__What is required__: Precise copying is required. Return the data below in full.

(Beginning of Source records)

//! # herald-common
//!
//! Shared utilities including configuration, telemetry and timers.

pub mod config;
pub mod telemetry;
pub mod timer;

// Re-export commonly used types at crate root
pub use config::{
    AppConfig, AppSettings, ConfigError, DiscordConfig, Environment, GatewaySettings,
    RateLimitDefaults, YoutubeConfig,
};
pub use telemetry::{try_init_tracing, try_init_tracing_with_config, TracingConfig, TracingError};
pub use timer::Timer;
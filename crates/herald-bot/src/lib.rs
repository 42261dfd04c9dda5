//! # herald-bot
//!
//! Watches a video playlist and announces newly added videos in a chat
//! channel. Commands arrive over the gateway; announcements leave through
//! the rate-limited REST dispatcher.

pub mod bot;
pub mod commands;
pub mod notify;
pub mod youtube;

pub use bot::{Bot, BotState, DEFAULT_POLL_INTERVAL};
pub use commands::{Command, HELP_TEXT};
pub use youtube::{VideoSource, YoutubeClient, YoutubeError};

use anyhow::Context;
use herald_common::AppConfig;
use herald_gateway::protocol::IdentifyProperties;
use herald_gateway::{DispatchEvent, GatewayClient, GatewayConfig};
use herald_rest::{Dispatcher, HttpRestTransport, RateBudget};
use tokio::sync::mpsc;
use tracing::{info, warn};

/// Run the bot until the gateway stops delivering events or Ctrl+C
pub async fn run(config: AppConfig) -> anyhow::Result<()> {
    info!(name = %config.app.name, "Starting bot...");

    let transport = HttpRestTransport::new(&config.discord.api_base, &config.discord.token)
        .with_user_agent(&config.discord.user_agent);
    let dispatcher = Dispatcher::new(transport)
        .with_budget(RateBudget::new(
            config.rate_limit.capacity,
            config.rate_limit.reset_delay,
        ))
        .spawn();

    let gateway_config = GatewayConfig::new(&config.discord.token)
        .with_intents(config.gateway.intents)
        .with_version(config.gateway.version)
        .with_reconnect_delay(config.gateway.reconnect_delay)
        .with_properties(IdentifyProperties::new().with_library(&config.app.name));
    let gateway = GatewayClient::new(gateway_config).spawn();

    let (event_tx, event_rx) = mpsc::unbounded_channel();
    gateway
        .on_event(move |event: DispatchEvent| {
            // The receiver only goes away while shutting down
            let _ = event_tx.send(event);
        })
        .await
        .context("Failed to register event handler")?;

    gateway
        .connect(&config.discord.discovery_url())
        .await
        .context("Failed to connect to the gateway")?;

    let source = YoutubeClient::new(&config.youtube.api_base, &config.youtube.api_key);
    let bot = Bot::new(source, dispatcher, config.youtube.poll_interval);

    tokio::select! {
        () = bot.run(event_rx) => warn!("Bot loop ended"),
        signal = tokio::signal::ctrl_c() => {
            signal.context("Failed to listen for shutdown signal")?;
            info!("Shutdown signal received");
        }
    }

    if let Err(e) = gateway.shutdown().await {
        warn!(error = %e, "Gateway already stopped");
    }

    info!("Bot stopped");
    Ok(())
}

(End of Source records)

__Answer box__:
//! # herald-common
//!
//! Shared utilities including configuration, telemetry and timers.

pub mod config;
pub mod telemetry;
pub mod timer;

// Re-export commonly used types at crate root
pub use config::{
    AppConfig, AppSettings, ConfigError, DiscordConfig, Environment, GatewaySettings,
    RateLimitDefaults, YoutubeConfig,
};
pub use telemetry::{try_init_tracing, try_init_tracing_with_config, TracingConfig, TracingError};
pub use timer::Timer;
filename crates/herald-bot/src/lib.rs
repository 42261dfd04c9dda5
//! # herald-bot
//!
//! Watches a video playlist and announces newly added videos in a chat
//! channel. Commands arrive over the gateway; announcements leave through
//! the rate-limited REST dispatcher.

pub mod bot;
pub mod commands;
pub mod notify;
pub mod youtube;

pub use bot::{Bot, BotState, DEFAULT_POLL_INTERVAL};
pub use commands::{Command, HELP_TEXT};
pub use youtube::{VideoSource, YoutubeClient, YoutubeError};

use anyhow::Context;
use herald_common::AppConfig;
use herald_gateway::protocol::IdentifyProperties;
use herald_gateway::{DispatchEvent, GatewayClient, GatewayConfig};
use herald_rest::{Dispatcher, HttpRestTransport, RateBudget};
use tokio::sync::mpsc;
use tracing::{info, warn};

/// Run the bot until the gateway stops delivering events or Ctrl+C
pub async fn run(config: AppConfig) -> anyhow::Result<()> {
    info!(name = %config.app.name, "Starting bot...");

    let transport = HttpRestTransport::new(&config.discord.api_base, &config.discord.token)
        .with_user_agent(&config.discord.user_agent);
    let dispatcher = Dispatcher::new(transport)
        .with_budget(RateBudget::new(
            config.rate_limit.capacity,
            config.rate_limit.reset_delay,
        ))
        .spawn();

    let gateway_config = GatewayConfig::new(&config.discord.token)
        .with_intents(config.gateway.intents)
        .with_version(config.gateway.version)
        .with_reconnect_delay(config.gateway.reconnect_delay)
        .with_properties(IdentifyProperties::new().with_library(&config.app.name));
    let gateway = GatewayClient::new(gateway_config).spawn();

    let (event_tx, event_rx) = mpsc::unbounded_channel();
    gateway
        .on_event(move |event: DispatchEvent| {
            // The receiver only goes away while shutting down
            let _ = event_tx.send(event);
        })
        .await
        .context("Failed to register event handler")?;

    gateway
        .connect(&config.discord.discovery_url())
        .await
        .context("Failed to connect to the gateway")?;

    let source = YoutubeClient::new(&config.youtube.api_base, &config.youtube.api_key);
    let bot = Bot::new(source, dispatcher, config.youtube.poll_interval);

    tokio::select! {
        () = bot.run(event_rx) => warn!("Bot loop ended"),
        signal = tokio::signal::ctrl_c() => {
            signal.context("Failed to listen for shutdown signal")?;
            info!("Shutdown signal received");
        }
    }

    if let Err(e) = gateway.shutdown().await {
        warn!(error = %e, "Gateway already stopped");
    }

    info!("Bot stopped");
    Ok(())
}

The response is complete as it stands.